Abstract
We describe a novel computational approach to identify transcription factors (TFs) that are candidate regulators in a human cell type of interest. Our approach involves integrating cell type-specific expression quantitative trait locus (eQTL) data and TF data from chromatin immunoprecipitation-to-tag-sequencing (ChIP-seq) experiments in cell lines. To test the method, we used eQTL data from human monocytes in order to screen for TFs. Using a list of known monocyte-regulating TFs, we tested the hypothesis that the binding sites of cell type-specific TF regulators would be concentrated in the vicinity of monocyte eQTLs. For each of 397 ChIP-seq data sets, we obtained an enrichment ratio for the number of ChIP-seq peaks that are located within monocyte eQTLs. We ranked ChIP-seq data sets according to their statistical significances for eQTL overlap, and from this ranking, we observed that monocyte-regulating TFs are more highly ranked than would be expected by chance. We identified 27 TFs that had significant monocyte enrichment scores and mapped them into a protein interaction network. Our analysis uncovered two novel candidate monocyte-regulating TFs, BCLAF1 and SIN3A. Our approach is an efficient method to identify candidate TFs that can be used for any cell/tissue type for which eQTL data are available.
Keywords
Introduction
Mapping human cell type-specific gene regulatory networks is a significant and longstanding challenge due to the large number (>1,200) of transcription factors (TFs) and the expan-siveness of noncoding regions of the genome. 1 Expression quantitative trait locus (eQTL) studies, in which expression single nucleotide polymorphisms (eSNPs) that are statistically associated with population variation in transcript abundance are systematically mapped, are an increasingly used tool for revealing functional regulatory regions in cell types of interest. 2 The genomic regions that are in linkage disequilibrium (LD) with eSNPs include cell type-specific enhancers (and other types of cis-regulatory elements) that contain TF binding sites (TFBS). However, in order to map cell type-specific regulatory regions to specific TFs, additional information is needed. One approach is to bioinformatically scan–within regulatory regions-genomic sequence for matches to known TFBS sequence patterns3,4; however, this approach has a significant false-positive rate 5 and TFBS sequence preferences may vary depending on the cellular context. 6 Following the recent availability of published binding site locations (based on chromatin immunoprecipitation-to-tag-sequencing [ChIP-seq]) for 133 TFs in various human cell lines through the Encyclopedia of DNA Elements (ENCODE) project, 7 we devised a novel method to directly analyze eQTL regulatory regions using ChIP-seq-based cellular TFBS measurements. Conceptually, our approach builds on previous efforts in which eQTL data were leveraged in motif-based identification of TFBS 8 and in identifying genomic correlates of regulatory SNPs. 9 We applied the method to search for TF regulators using eQTLs from two population studies of human monocytes.10,11 Monocytes are innate immune cells that are vital in host defense, have important roles in many infectious and chronic inflammatory diseases, and are of research interest as models of cellular gene regulatory responses to microbial challenge.12–15
We hypothesized that binding sites of monocyte-regulating TFs are more enriched within monocyte eQTLs than the TFBS that are not monocyte regulators.
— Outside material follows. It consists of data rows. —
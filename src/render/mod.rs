//! Render pipeline
//!
//! Turns saved HTML pages into documents through an external renderer:
//! - [`Renderer`]: the collaborator seam, with [`CommandRenderer`] running
//!   the configured command templates
//! - [`RenderPipeline`]: tries the configured strategies in order, each under
//!   a timeout, and renders batches on a bounded pool
//!
//! A page for which every strategy fails is excluded from the output and
//! recorded in `render_errors.log`; it never aborts the run.

mod pipeline;
mod renderer;

pub use pipeline::{
    RenderAttempt, RenderAttemptError, RenderBatch, RenderFailure, RenderJob, RenderPipeline,
    RenderedArtifact,
};
pub use renderer::{CommandRenderer, RenderError, RenderRequest, Renderer};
To investigate this hypothesis, we ranked ENCODE-profiled TFBS ChIP-seq experiments based on the degrees of overlap of their genome-wide binding site profiles (in human cell lines) with monocyte eQTLs. We then tested the enrichment of myeloid cell-derived data sets in the ranked list and the enrichment of known monocyte-regulating TFs in the resulting list of TFs. We found that TFs that are known to have regulatory functions in monocytes are concentrated toward significant
Results and Discussion
To investigate whether anchoring the analysis of TFs using monocyte eQTL data would enable prioritizing TFBS data sets by their relevance to monocytes, we ranked the 397 ChIP-seq-derived TF or cofactor binding site (hereafter, “TFBS”) location data sets based on their overlap (as measured by a z-score of the number of TFBS within the eQTLs; z was computed using a background model based on genome-wide-randomized eQTL placement; “Methods” section) with eQTL regions defined by LD with 80,000 monocyte eSNPs. Then, for two cell types, a cell type related to monocytes (the human myelogenous leukemia cell line K562
16
) and a negative control cell type (the human embryonic stem cell line H1-hESC), we measured the degree to which the data sets of the cell types are enriched at low ranks (corresponding to high overlap with monocyte eQTLs), using the GSEA statistical test.
17
The ChIP-seq data sets from K562 cells were biased toward low ranks (corresponding to high overlap with monocyte eQTLs), with a GSEA score
It is acknowledged that this selection criterion will somewhat bias the

K562 cells are biased toward higher

TFs with known functions in regulating monocyte gene expression have higher levels of TFBS overlap with monocyte eQTLs than would be expected by chance. Marks indicate the ranks of TFs with known functions in monocyte gene regulation among all TFs ranked by eQTL overlap significance (
In order to focus on the most probable monocyte-regulating TFs, we selected the top 20% of TFs ranked by

Interaction network of TFs and cofactors identified by overlap analysis with human monocyte eQTLs. (
Top 20% of TFs or cofactors according to
Several of the NMTFs have functions related to immunity or interact with previously identified monocyte-regulating TFs, supporting their potential roles in monocyte gene regulation. For example, the NMTF with the smallest
THAP1, ETS1, TR4, and NRF1 have been previously identified to have specific immune regulatory functions. THAP1 is known to play a role in inducing T-cell apoptosis. 27 STAT3 is a known regulator of ETS1 in inflammation control in mouse macrophages. 28 In addition, a TR4-CD36 pathway is used by mouse miR-133a to regulate lipid accumulation in macrophages. 29 One general transcription factor, TBP whose transcript abundance is thought to be stable in human monocytes, 30 is also in the top 20%; one possible mechanism could be TFIID recruitment to TATA-less promoters by cell type-specific regulators. 31
Discussion and Conclusions
We have demonstrated an efficient method to identify candidate TFs that regulate gene expression in a specific cell type of interest, by leveraging publicly available human genome-wide location data sets and eQTL data sets. A key advantage of this approach is that it can leverage the extensive array of publicly accessible ChIP-seq data from the ENCODE project (1,485 TF ChIP-seq data sets as of the current date). We note that one limitation of the approach is that human ChIP-seq data sets for many TFs are at present primarily available from cancerous cell lines, 7 whose gene regulatory networks may be altered compared to noncancerous cells of the same lineage type. Nevertheless, the strong result for enrichment of known monocyte TF regulators in the list of TFs ranked using our method suggests that this method is useful to screen for TF regulators for noncancerous cell types. Undoubtedly, confirmatory evidence regarding a specific function for a candidate TF in a given cell type of interest, (such as gene expression as we used in this work), would have an important role in avoiding false-positive identification of a TF due to a cancer cell line-specific artifact.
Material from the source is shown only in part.